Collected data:
//! Message placeholder interpolation

use super::context::{LogContext, EXCEPTION_KEY};

/// Substitute `{key}` placeholders in `template` with context values.
///
/// Tokens with no matching context key are left verbatim, and the reserved
/// `exception` key is never substituted. Substitution is single-pass: a
/// value that itself contains `{other}` text is not substituted again.
pub fn interpolate(template: &str, context: &LogContext) -> String {
    let mut out = String::with_capacity(template.len());
    let mut rest = template;

    while let Some(pos) = rest.find('{') {
        out.push_str(&rest[..pos]);
        let tail = &rest[pos + 1..];

        // The token ends at the next '}' unless another '{' opens first.
        let matched = match tail.find(|c| c == '{' || c == '}') {
            Some(end) if tail.as_bytes()[end] == b'}' => {
                let key = &tail[..end];
                if key != EXCEPTION_KEY {
                    context.get(key).map(|value| (value, end + 1))
                } else {
                    None
                }
            }
            _ => None,
        };

        match matched {
            Some((value, skip)) => {
                out.push_str(value);
                rest = &tail[skip..];
            }
            None => {
                out.push('{');
                rest = tail;
            }
        }
    }

    out.push_str(rest);
    out
}

#[cfg(test)]
mod tests {
    use super::*;
    use crate::logging::context::ErrorDetails;

    #[test]
    fn test_basic_substitution() {
        let context = LogContext::new().with("name", "Ann");
        assert_eq!(interpolate("Hello {name}", &context), "Hello Ann");
    }

    #[test]
    fn test_unmatched_token_left_verbatim() {
        let context = LogContext::new()
            .with("a", "1")
            .with_exception(ErrorDetails::new("E", 0, "boom"));
        assert_eq!(interpolate("{a}{b}", &context), "1{b}");
    }

    #[test]
    fn test_exception_key_skipped() {
        // Even a plain value under the reserved name is not interpolated.
        let context = LogContext::new().with("exception", "oops");
        assert_eq!(interpolate("got {exception}", &context), "got {exception}");
    }

    #[test]
    fn test_no_recursive_substitution() {
        let context = LogContext::new().with("a", "{b}").with("b", "2");
        assert_eq!(interpolate("{a}", &context), "{b}");
    }

    #[test]
    fn test_unused_keys_ignored() {
        let context = LogContext::new().with("unused", "x");
        assert_eq!(interpolate("plain text", &context), "plain text");
    }

    #[test]
    fn test_repeated_and_adjacent_tokens() {
        let context = LogContext::new().with("x", "ab");
        assert_eq!(interpolate("{x}-{x}{x}", &context), "ab-abab");
    }

    #[test]
    fn test_stray_braces() {
        let context = LogContext::new().with("a", "1");
        assert_eq!(interpolate("{ {a} }", &context), "{ 1 }");
        assert_eq!(interpolate("{{a}", &context), "{1");
        assert_eq!(interpolate("{a", &context), "{a");
        assert_eq!(interpolate("}", &context), "}");
    }
}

EXERCISE DESCRIPTION: Copy out each record exactly as given, omitting none.

RESPONSE BOX:
//! Message placeholder interpolation

use super::context::{LogContext, EXCEPTION_KEY};

/// Substitute `{key}` placeholders in `template` with context values.
///
/// Tokens with no matching context key are left verbatim, and the reserved
/// `exception` key is never substituted. Substitution is single-pass: a
/// value that itself contains `{other}` text is not substituted again.
pub fn interpolate(template: &str, context: &LogContext) -> String {
    let mut out = String::with_capacity(template.len());
    let mut rest = template;

    while let Some(pos) = rest.find('{') {
        out.push_str(&rest[..pos]);
        let tail = &rest[pos + 1..];

        // The token ends at the next '}' unless another '{' opens first.
        let matched = match tail.find(|c| c == '{' || c == '}') {
            Some(end) if tail.as_bytes()[end] == b'}' => {
                let key = &tail[..end];
                if key != EXCEPTION_KEY {
                    context.get(key).map(|value| (value, end + 1))
                } else {
                    None
                }
            }
            _ => None,
        };

        match matched {
            Some((value, skip)) => {
                out.push_str(value);
                rest = &tail[skip..];
            }
            None => {
                out.push('{');
                rest = tail;
            }
        }
    }

    out.push_str(rest);
    out
}

#[cfg(test)]
mod tests {
    use super::*;
    use crate::logging::context::ErrorDetails;

    #[test]
    fn test_basic_substitution() {
        let context = LogContext::new().with("name", "Ann");
        assert_eq!(interpolate("Hello {name}", &context), "Hello Ann");
    }

    #[test]
    fn test_unmatched_token_left_verbatim() {
        let context = LogContext::new()
            .with("a", "1")
            .with_exception(ErrorDetails::new("E", 0, "boom"));
        assert_eq!(interpolate("{a}{b}", &context), "1{b}");
    }

    #[test]
    fn test_exception_key_skipped() {
        // Even a plain value under the reserved name is not interpolated.
        let context = LogContext::new().with("exception", "oops");
        assert_eq!(interpolate("got {exception}", &context), "got {exception}");
    }

    #[test]
    fn test_no_recursive_substitution() {
        let context = LogContext::new().with("a", "{b}").with("b", "2");
        assert_eq!(interpolate("{a}", &context), "{b}");
    }

    #[test]
    fn test_unused_keys_ignored() {
        let context = LogContext::new().with("unused", "x");
        assert_eq!(interpolate("plain text", &context), "plain text");
    }

    #[test]
    fn test_repeated_and_adjacent_tokens() {
        let context = LogContext::new().with("x", "ab");
        assert_eq!(interpolate("{x}-{x}{x}", &context), "ab-abab");
    }

    #[test]
    fn test_stray_braces() {
        let context = LogContext::new().with("a", "1");
        assert_eq!(interpolate("{ {a} }", &context), "{ 1 }");
        assert_eq!(interpolate("{{a}", &context), "{1");
        assert_eq!(interpolate("{a", &context), "{a");
        assert_eq!(interpolate("}", &context), "}");
    }
}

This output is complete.